===== Exercise input =====
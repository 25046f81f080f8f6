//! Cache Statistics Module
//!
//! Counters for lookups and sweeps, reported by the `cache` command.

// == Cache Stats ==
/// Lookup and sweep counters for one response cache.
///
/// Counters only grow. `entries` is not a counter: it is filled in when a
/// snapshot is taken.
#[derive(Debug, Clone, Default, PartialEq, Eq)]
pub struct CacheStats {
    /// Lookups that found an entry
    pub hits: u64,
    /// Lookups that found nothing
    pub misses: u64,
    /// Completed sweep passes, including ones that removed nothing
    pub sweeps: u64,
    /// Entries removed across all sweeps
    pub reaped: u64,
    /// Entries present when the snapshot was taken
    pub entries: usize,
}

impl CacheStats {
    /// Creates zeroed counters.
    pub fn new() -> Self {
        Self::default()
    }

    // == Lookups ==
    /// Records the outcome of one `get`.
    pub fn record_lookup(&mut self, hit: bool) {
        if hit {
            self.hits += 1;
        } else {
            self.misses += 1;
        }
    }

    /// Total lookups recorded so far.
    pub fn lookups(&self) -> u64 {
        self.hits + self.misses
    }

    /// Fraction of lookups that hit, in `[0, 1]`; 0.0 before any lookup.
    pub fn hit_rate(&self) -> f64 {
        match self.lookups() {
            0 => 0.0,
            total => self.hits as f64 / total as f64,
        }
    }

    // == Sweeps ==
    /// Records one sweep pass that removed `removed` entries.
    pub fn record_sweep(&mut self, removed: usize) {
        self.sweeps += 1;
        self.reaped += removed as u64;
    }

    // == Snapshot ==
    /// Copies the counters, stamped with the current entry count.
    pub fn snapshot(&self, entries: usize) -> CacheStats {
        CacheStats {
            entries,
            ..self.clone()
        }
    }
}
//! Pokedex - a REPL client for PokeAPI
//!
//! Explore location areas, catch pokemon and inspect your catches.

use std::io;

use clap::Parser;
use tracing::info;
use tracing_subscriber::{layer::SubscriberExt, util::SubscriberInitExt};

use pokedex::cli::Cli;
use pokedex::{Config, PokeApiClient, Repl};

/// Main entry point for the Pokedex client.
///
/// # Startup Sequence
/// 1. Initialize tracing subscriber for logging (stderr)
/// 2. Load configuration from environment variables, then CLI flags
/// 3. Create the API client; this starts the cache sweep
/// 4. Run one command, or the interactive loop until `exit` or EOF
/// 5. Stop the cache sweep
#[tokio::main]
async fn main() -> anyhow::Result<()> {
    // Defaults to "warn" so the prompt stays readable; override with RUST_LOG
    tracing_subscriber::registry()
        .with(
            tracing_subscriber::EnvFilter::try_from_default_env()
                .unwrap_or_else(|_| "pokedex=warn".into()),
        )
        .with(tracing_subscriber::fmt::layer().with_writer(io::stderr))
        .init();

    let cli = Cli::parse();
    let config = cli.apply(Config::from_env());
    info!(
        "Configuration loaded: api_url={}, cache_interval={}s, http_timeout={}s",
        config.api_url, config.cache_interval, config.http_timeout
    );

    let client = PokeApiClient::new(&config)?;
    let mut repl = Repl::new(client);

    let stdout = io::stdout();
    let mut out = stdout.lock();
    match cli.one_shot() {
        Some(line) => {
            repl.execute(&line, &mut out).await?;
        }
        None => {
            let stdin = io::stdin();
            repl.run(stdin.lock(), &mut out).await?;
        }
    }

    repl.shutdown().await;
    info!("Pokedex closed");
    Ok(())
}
=====
===== Exercise input =====
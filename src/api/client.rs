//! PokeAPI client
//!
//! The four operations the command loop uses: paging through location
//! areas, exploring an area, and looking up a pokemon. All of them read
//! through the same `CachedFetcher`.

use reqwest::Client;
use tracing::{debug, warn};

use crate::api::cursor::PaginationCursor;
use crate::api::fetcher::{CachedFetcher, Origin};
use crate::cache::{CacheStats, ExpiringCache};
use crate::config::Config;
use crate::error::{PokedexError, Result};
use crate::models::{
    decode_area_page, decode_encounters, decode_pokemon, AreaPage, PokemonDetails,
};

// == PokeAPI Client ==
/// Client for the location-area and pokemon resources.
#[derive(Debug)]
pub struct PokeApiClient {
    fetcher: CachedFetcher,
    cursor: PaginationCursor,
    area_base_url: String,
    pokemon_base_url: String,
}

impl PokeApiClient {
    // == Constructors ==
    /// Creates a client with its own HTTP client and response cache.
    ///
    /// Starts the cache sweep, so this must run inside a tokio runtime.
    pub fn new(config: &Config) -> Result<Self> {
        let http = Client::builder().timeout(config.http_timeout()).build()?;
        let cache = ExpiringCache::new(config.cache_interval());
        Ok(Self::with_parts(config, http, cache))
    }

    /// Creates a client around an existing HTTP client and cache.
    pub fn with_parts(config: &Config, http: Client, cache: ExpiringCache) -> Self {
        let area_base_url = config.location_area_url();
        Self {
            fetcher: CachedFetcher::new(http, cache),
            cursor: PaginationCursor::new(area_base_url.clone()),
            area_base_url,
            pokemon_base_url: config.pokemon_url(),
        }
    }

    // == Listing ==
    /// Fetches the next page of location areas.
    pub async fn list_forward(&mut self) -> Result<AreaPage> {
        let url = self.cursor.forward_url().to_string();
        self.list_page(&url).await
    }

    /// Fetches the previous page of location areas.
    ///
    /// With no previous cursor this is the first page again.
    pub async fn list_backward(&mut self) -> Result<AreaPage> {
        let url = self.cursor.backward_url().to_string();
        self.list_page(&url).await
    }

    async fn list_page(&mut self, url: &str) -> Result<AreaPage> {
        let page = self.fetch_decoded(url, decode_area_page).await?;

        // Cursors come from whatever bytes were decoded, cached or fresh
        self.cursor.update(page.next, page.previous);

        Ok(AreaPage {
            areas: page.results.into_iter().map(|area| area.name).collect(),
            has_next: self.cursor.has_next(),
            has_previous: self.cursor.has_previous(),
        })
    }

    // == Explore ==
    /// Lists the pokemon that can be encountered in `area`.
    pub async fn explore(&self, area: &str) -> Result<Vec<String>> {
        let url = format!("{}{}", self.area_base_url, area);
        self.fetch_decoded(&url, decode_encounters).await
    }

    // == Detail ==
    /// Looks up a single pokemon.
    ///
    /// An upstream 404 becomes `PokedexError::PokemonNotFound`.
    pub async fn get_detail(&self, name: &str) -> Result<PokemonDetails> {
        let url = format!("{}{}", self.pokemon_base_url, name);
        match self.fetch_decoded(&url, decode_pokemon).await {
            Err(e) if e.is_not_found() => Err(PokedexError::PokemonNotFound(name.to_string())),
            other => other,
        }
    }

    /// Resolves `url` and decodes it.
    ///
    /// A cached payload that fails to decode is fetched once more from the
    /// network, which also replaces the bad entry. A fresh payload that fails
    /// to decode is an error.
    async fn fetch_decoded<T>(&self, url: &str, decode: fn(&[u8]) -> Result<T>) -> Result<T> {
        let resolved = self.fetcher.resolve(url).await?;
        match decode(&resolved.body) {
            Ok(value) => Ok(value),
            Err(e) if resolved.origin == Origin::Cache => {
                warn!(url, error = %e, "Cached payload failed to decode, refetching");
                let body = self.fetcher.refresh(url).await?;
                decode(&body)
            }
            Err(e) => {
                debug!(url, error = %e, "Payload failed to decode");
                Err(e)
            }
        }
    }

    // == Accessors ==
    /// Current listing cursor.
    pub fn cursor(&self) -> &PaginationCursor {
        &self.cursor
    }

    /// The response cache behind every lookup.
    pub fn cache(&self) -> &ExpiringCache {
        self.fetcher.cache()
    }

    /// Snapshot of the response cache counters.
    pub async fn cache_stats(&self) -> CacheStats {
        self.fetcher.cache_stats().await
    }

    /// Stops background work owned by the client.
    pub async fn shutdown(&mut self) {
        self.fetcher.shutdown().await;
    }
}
=====
===== Exercise input =====
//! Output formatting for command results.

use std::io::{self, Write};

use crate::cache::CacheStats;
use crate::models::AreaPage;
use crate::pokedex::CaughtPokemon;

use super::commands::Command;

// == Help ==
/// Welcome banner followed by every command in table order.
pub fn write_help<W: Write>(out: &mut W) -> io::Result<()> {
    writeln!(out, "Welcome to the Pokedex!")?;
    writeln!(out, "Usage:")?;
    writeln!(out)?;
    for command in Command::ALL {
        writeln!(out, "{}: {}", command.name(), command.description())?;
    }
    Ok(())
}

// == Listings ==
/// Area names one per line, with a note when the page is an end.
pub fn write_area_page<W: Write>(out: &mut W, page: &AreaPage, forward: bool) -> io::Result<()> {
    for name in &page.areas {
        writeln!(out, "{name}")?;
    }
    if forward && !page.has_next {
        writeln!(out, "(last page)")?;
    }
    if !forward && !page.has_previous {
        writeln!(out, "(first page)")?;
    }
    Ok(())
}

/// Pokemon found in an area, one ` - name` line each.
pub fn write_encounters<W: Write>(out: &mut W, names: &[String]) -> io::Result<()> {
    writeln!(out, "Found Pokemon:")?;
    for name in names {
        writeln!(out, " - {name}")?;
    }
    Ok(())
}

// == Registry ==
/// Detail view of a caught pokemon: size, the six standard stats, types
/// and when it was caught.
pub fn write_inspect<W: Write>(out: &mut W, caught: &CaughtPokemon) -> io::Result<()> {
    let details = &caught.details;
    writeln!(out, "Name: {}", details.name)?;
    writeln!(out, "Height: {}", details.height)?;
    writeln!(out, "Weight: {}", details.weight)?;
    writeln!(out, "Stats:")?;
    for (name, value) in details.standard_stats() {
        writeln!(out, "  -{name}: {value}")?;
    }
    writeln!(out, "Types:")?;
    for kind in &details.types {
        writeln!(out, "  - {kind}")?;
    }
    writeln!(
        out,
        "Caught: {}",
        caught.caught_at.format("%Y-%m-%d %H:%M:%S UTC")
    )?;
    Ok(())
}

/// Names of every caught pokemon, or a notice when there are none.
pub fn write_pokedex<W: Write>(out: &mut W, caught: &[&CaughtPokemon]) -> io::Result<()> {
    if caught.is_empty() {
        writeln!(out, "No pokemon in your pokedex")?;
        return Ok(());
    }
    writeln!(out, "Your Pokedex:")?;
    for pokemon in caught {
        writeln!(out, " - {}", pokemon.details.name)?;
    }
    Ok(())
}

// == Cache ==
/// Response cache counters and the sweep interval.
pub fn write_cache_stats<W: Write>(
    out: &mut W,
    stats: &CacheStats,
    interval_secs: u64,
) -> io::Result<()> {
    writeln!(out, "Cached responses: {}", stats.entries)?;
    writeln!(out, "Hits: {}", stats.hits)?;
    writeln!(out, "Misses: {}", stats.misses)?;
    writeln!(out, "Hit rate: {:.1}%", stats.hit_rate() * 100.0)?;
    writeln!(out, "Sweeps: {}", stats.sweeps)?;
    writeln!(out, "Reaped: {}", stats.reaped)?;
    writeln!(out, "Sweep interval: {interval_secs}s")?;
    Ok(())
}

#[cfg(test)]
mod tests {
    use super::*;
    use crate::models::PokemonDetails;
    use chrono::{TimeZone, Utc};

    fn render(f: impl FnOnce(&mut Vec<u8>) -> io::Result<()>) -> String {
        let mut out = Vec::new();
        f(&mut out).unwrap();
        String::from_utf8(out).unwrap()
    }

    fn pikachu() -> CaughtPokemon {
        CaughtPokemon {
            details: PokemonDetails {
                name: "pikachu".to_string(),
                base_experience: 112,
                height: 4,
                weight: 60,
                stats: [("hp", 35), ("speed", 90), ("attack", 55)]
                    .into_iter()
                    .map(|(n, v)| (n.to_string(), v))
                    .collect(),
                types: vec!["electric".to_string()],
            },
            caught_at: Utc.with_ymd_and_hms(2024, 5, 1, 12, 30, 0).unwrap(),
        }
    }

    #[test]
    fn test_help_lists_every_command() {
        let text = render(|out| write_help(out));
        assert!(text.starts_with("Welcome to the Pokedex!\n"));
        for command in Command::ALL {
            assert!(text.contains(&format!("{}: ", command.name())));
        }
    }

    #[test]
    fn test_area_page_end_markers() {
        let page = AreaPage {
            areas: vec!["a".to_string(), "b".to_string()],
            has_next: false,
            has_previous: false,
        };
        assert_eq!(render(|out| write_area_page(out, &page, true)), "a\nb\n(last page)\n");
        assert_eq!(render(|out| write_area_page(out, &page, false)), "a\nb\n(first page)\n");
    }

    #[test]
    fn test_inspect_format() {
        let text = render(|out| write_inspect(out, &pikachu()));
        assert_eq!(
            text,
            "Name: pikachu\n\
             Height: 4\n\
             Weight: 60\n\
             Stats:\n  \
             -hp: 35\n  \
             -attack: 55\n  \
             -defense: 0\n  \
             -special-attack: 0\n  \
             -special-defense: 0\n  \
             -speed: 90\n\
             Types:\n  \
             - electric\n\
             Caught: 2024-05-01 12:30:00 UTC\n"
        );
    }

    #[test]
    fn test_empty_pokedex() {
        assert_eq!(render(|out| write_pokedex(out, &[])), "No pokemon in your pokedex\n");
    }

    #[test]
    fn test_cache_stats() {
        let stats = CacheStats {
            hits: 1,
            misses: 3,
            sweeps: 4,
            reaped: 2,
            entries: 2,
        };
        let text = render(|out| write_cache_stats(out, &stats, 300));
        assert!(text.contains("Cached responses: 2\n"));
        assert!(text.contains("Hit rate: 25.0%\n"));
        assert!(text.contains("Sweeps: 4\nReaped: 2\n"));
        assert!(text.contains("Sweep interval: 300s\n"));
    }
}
=====
= Problem statement =
Scan the records for the word "usize". Copy each line where it turns up.

= Result of this exercise =
    pub entries: usize,
    pub fn record_sweep(&mut self, removed: usize) {
    pub fn snapshot(&self, entries: usize) -> CacheStats {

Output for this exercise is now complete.